Но французы оказались изобретательными. В начале концерта перед занавесом появился со спичем Морис Шевалье, известный и любимый шансонье:
— В Америке сегодня отмечается День благодарения, праздник радости и счастья. Нам повезло вдвойне: благодаря Богу, мы испытываем возможность видеть его волшебное создание — Марлен Дитрих, женщину, раскрывшую свой талант в Голливуде и проявившую удивительную выдержку и самообладание в годы войны!
И дальше в столь же возвышенном и панегирическом духе.
Чьим-то старанием каждый концерт предваряла знаменитость, и не только парижская: Жан Кокто, Орсон Уэллс, Жан Маре, Ноэль Кауард, Жан-Пьер Омон…
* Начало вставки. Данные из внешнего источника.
//! Blog editor: publish or update a post, list existing posts.

use api::{Blog, BlogDraft};
use dioxus::prelude::*;

use crate::{show_notice, use_api, use_notice, Alert, ConfirmDialog, Notice, NoticeKind};

#[component]
pub fn AddBlog() -> Element {
    let client = use_api();
    let mut notice = use_notice();

    let mut blogs = use_signal(Vec::<Blog>::new);
    let mut draft = use_signal(BlogDraft::default);
    let mut editing = use_signal(|| Option::<String>::None);
    let mut pending_delete = use_signal(|| Option::<String>::None);
    let mut error = use_signal(String::new);

    let mut loader = use_resource({
        let client = client.clone();
        move || {
            let client = client.clone();
            async move {
                match client.list_blogs().await {
                    Ok(items) => blogs.set(items),
                    Err(e) => tracing::error!("Error fetching blogs: {}", e),
                }
            }
        }
    });

    let handle_submit = {
        let client = client.clone();
        move |evt: FormEvent| {
            evt.prevent_default();
            let client = client.clone();
            let body = draft();
            if let Err(e) = body.validate() {
                error.set(e.to_string());
                return;
            }
            error.set(String::new());
            let target = editing();
            spawn(async move {
                let result = match target.as_deref() {
                    Some(id) => client.update_blog(id, &body).await,
                    None => client.create_blog(&body).await,
                };
                match result {
                    Ok(()) => {
                        show_notice(
                            &mut notice,
                            Notice::success("Saved", "Blog Published/Updated Successfully!"),
                        );
                        draft.set(BlogDraft::default());
                        editing.set(None);
                        loader.restart();
                    }
                    Err(e) => {
                        tracing::error!("Error saving blog: {}", e);
                        show_notice(&mut notice, Notice::error("Error", "Something went wrong!"));
                    }
                }
            });
        }
    };

    let mut delete = {
        let client = client.clone();
        move |id: String| {
            let client = client.clone();
            pending_delete.set(None);
            spawn(async move {
                match client.delete_blog(&id).await {
                    Ok(()) => {
                        show_notice(&mut notice, Notice::success("Deleted", "Blog Deleted Successfully!"));
                        if editing().as_deref() == Some(id.as_str()) {
                            editing.set(None);
                            draft.set(BlogDraft::default());
                        }
                        loader.restart();
                    }
                    Err(e) => {
                        tracing::error!("Error deleting blog: {}", e);
                        show_notice(&mut notice, Notice::error("Error", "Something went wrong!"));
                    }
                }
            });
        }
    };

    rsx! {
        div {
            class: "container-fluid mt-4 col-11 mx-auto",
            div {
                class: "card shadow-lg p-4 rounded-4",
                h2 { class: "text-center fs-2 fw-bold mb-4 text-warning", "Add/Update Blog" }

                Alert { kind: NoticeKind::Error, message: error() }

                form {
                    onsubmit: handle_submit,
                    div {
                        class: "mb-3",
                        label { r#for: "title", class: "form-label fw-semibold", "Blog Title" }
                        input {
                            r#type: "text",
                            id: "title",
                            class: "form-control form-control-lg",
                            placeholder: "Enter your blog title...",
                            required: true,
                            value: "{draft.read().title}",
                            oninput: move |evt: FormEvent| draft.write().title = evt.value(),
                        }
                    }
                    div {
                        class: "mb-3",
                        label { r#for: "description", class: "form-label fw-semibold", "Blog Description" }
                        textarea {
                            id: "description",
                            class: "form-control font-monospace",
                            rows: "8",
                            placeholder: "<p>Write your post (HTML allowed)...</p>",
                            value: "{draft.read().description}",
                            oninput: move |evt: FormEvent| draft.write().description = evt.value(),
                        }
                        if !draft.read().description.is_empty() {
                            div {
                                class: "form-control blog-preview mt-2",
                                dangerous_inner_html: "{draft.read().description}",
                            }
                        }
                    }
                    div {
                        class: "d-grid gap-2",
                        button {
                            r#type: "submit",
                            class: "btn btn-warning btn-lg",
                            if editing().is_some() { "Update Blog" } else { "Publish Blog" }
                        }
                        if editing().is_some() {
                            button {
                                r#type: "button",
                                class: "btn btn-outline-secondary",
                                onclick: move |_| {
                                    editing.set(None);
                                    draft.set(BlogDraft::default());
                                },
                                "Cancel editing"
                            }
                        }
                    }
                }
            }

            div {
                class: "mt-4",
                h3 { class: "text-center fs-3 fw-semibold text-warning", "Existing Blogs" }
                if blogs.read().is_empty() {
                    p { "No blogs available." }
                } else {
                    div {
                        class: "list-group mt-3",
                        for blog in blogs() {
                            BlogItem {
                                key: "{blog.id}",
                                blog: blog.clone(),
                                on_edit: move |blog: Blog| {
                                    draft.set(BlogDraft::from(&blog));
                                    editing.set(Some(blog.id));
                                },
                                on_delete: move |id: String| pending_delete.set(Some(id)),
                            }
                        }
                    }
                }
            }
        }

        if let Some(id) = pending_delete() {
            ConfirmDialog {
                on_confirm: move |_| delete(id.clone()),
                on_cancel: move |_| pending_delete.set(None),
            }
        }
    }
}

#[component]
fn BlogItem(blog: Blog, on_edit: EventHandler<Blog>, on_delete: EventHandler<String>) -> Element {
    let id = blog.id.clone();
    let edited = blog.clone();

    rsx! {
        div {
            class: "list-group-item d-flex justify-content-between align-items-center",
            div {
                h5 { class: "mb-1", "{blog.title}" }
                div { class: "mb-1", dangerous_inner_html: "{blog.description}" }
            }
            div {
                class: "flex-shrink-0",
                button {
                    class: "btn btn-warning btn-sm mx-2",
                    onclick: move |_| on_edit.call(edited.clone()),
                    "Edit"
                }
                button {
                    class: "btn btn-danger btn-sm",
                    onclick: move |_| on_delete.call(id.clone()),
                    "Delete"
                }
            }
        }
    }
}
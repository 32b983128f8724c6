/// Local storage key holding the backend-issued JWT.
pub const TOKEN_KEY: &str = "jwtToken";

/// Persistent home of the authentication token.
///
/// Implementations never fail loudly: a broken or unavailable backend reads
/// as "no token" and writes are dropped. An empty token is never stored;
/// `set("")` behaves like [`TokenStore::clear`].
pub trait TokenStore: Send + Sync {
    fn get(&self) -> Option<String>;
    fn set(&self, token: &str);
    fn clear(&self);

    fn is_authenticated(&self) -> bool {
        self.get().is_some()
    }
}

/// Normalise a raw stored value: blank strings count as absent.
pub(crate) fn non_empty(value: Option<String>) -> Option<String> {
    value.filter(|v| !v.trim().is_empty())
}
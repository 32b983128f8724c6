use serde::Deserialize;

use super::{de, is_blank, ImageFile};
use crate::error::ApiError;

/// The storefront hero banner, `GET /banner`.
#[derive(Clone, Debug, Default, PartialEq, Deserialize)]
pub struct Banner {
    #[serde(default, deserialize_with = "de::string_or_number")]
    pub title: String,
    #[serde(default, deserialize_with = "de::opt_string_or_number")]
    pub description: Option<String>,
    /// Image URL.
    #[serde(default, deserialize_with = "de::string_or_number")]
    pub image: String,
}

impl Banner {
    /// Only a banner with both an image and a title is worth rendering.
    pub fn is_complete(&self) -> bool {
        !is_blank(&self.image) && !is_blank(&self.title)
    }
}

/// Multipart body of `POST /banner`.
#[derive(Clone, Debug, Default, PartialEq)]
pub struct BannerUpload {
    pub title: String,
    /// May be empty.
    pub description: String,
    pub image: Option<ImageFile>,
}

impl BannerUpload {
    pub fn validate(&self) -> Result<(), ApiError> {
        if is_blank(&self.title) || self.image.is_none() {
            return Err(ApiError::Validation(
                "Title and image are required.".to_string(),
            ));
        }
        Ok(())
    }
}

#[cfg(test)]
mod tests {
    use super::*;

    #[test]
    fn test_complete_banner() {
        let banner: Banner = serde_json::from_str(
            r#"{"title": "Summer", "description": null, "image": "/uploads/b.jpg"}"#,
        )
        .unwrap();
        assert!(banner.is_complete());
        assert!(banner.description.is_none());
    }

    #[test]
    fn test_incomplete_banner() {
        let banner: Banner = serde_json::from_str(r#"{"title": "Summer"}"#).unwrap();
        assert!(!banner.is_complete());
        assert!(!Banner::default().is_complete());
    }

    #[test]
    fn test_upload_needs_title_and_image() {
        let mut upload = BannerUpload {
            title: "Summer".into(),
            ..BannerUpload::default()
        };
        let err = upload.validate().unwrap_err();
        assert_eq!(err.to_string(), "Title and image are required.");

        upload.image = Some(ImageFile::new("b.jpg", vec![1, 2, 3]));
        assert!(upload.validate().is_ok());

        upload.title = String::new();
        assert!(upload.validate().is_err());
    }
}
Берт предложил поехать в Австралию. Там они оба никогда не бывали. Интересно же увидеть кенгуру не за решеткой или в вольере, а свободно прыгающим на природе!
Она согласна была ехать с ним хоть на край света и смотреть на прыжки нисколько не волновавших ее животных, если он этого хотел.
Никогда не думала, что прыжок, что свершила она, случится не в Австралии, а в Европе. На одном из концертов она, поклонившись публике, вышла из слепящего луча света, ступила на край рампы и, не рассчитав, — одно неверное движение — упала в оркестровую яму. В ту же минуту почувствовала крепкие руки Берта, поднявшие ее:
— Малышка, как дела? Прорвемся?
— Все в порядке, — улыбнулась она. — Это прыгающие кенгуру засели у меня в печенках!
И, выйдя на эстраду, продолжала петь. Публика ничего не заметила, и концерт шел как по маслу, набирая силу от номера к номеру.
Всю ночь они с Бертом не спали.
— Где болит? — спрашивал он. — Сосредоточься!
— Рука в порядке, — отвечала она. — Ключица что-то побаливает, наверное, ушибла, пройдет.
Но к утру боль усилилась. В военном санатории рентген показал перелом ключевого сустава. На него наложили гипс.
— Но у меня вечером концерт. Я должна петь! — сказала Марлен доктору.
— Если сможете, пойте, — ответил он, — но руку мы обязаны зафиксировать на подвязке.
«Берт никогда не говорил “Давай отменим турне”, — написала она. — Он знал, что я против отмен. Он, конечно, был обеспокоен случившимся, но не уговаривал меня отказаться от выступлений. И это было прекрасно — он был для меня высшим повелителем».
Вечером она пела. С Бертом они решили программу не менять. Руку они накрепко привязали к платью куском такого же материала, как и платье, — его Марлен хранила на всякий случай. Привычка никогда не выбрасывать вещи, что могут пригодиться, помогла.
— Я впервые поняла, — рассказывала Марлен, — как трудно жестикулировать одной рукой. Как ни старалась, то и дело хотелось правую отвести в сторону. Что ни говорите, господь не зря снабдил нас двумя руками!
Свои представления об актерской дисциплине она относила не только к себе, но и к другим.
Говорить о Мерилин Монро, которую я упомянул в разговоре, отказалась, заметив:
— Актриса, если она хочет иметь право так называться, не может сидеть в гримерной два часа, пить виски и заставлять ждать себя и режиссера, и партнеров, если даже они звезды не такой величины, как Тони Кертис и Джек Леммон!
О Спенсере Трейси, с которым снималась в «Нюрнбергском процессе» (она вспомнила этот фильм, сказав, что сегодня споет «Лили Марлен», прозвучавшую в нем), говорила восторженно. Он, по ее мнению, был не просто дисциплинированным, но умел диктовать свой дисциплинарный порядок другим, подчиняя его выполнению всех, кто находился в павильоне.
Трейси не соглашался работать тогда, когда это было удобно не ему, а студии. Распоряжался временем по своему усмотрению: снимался не более трех часов в день, чтобы дать качество, — с десяти утра до полудня и затем после перерыва еще час — с двух до трех.
— Я считала, что он, великий актер, совершенно прав, подчинялась его распорядку и никогда не бунтовала.
Трейси она ценила за чувство юмора, умение сразить наповал взглядом или полунамеком. Понимание юмора у них счастливо соответствовало друг другу.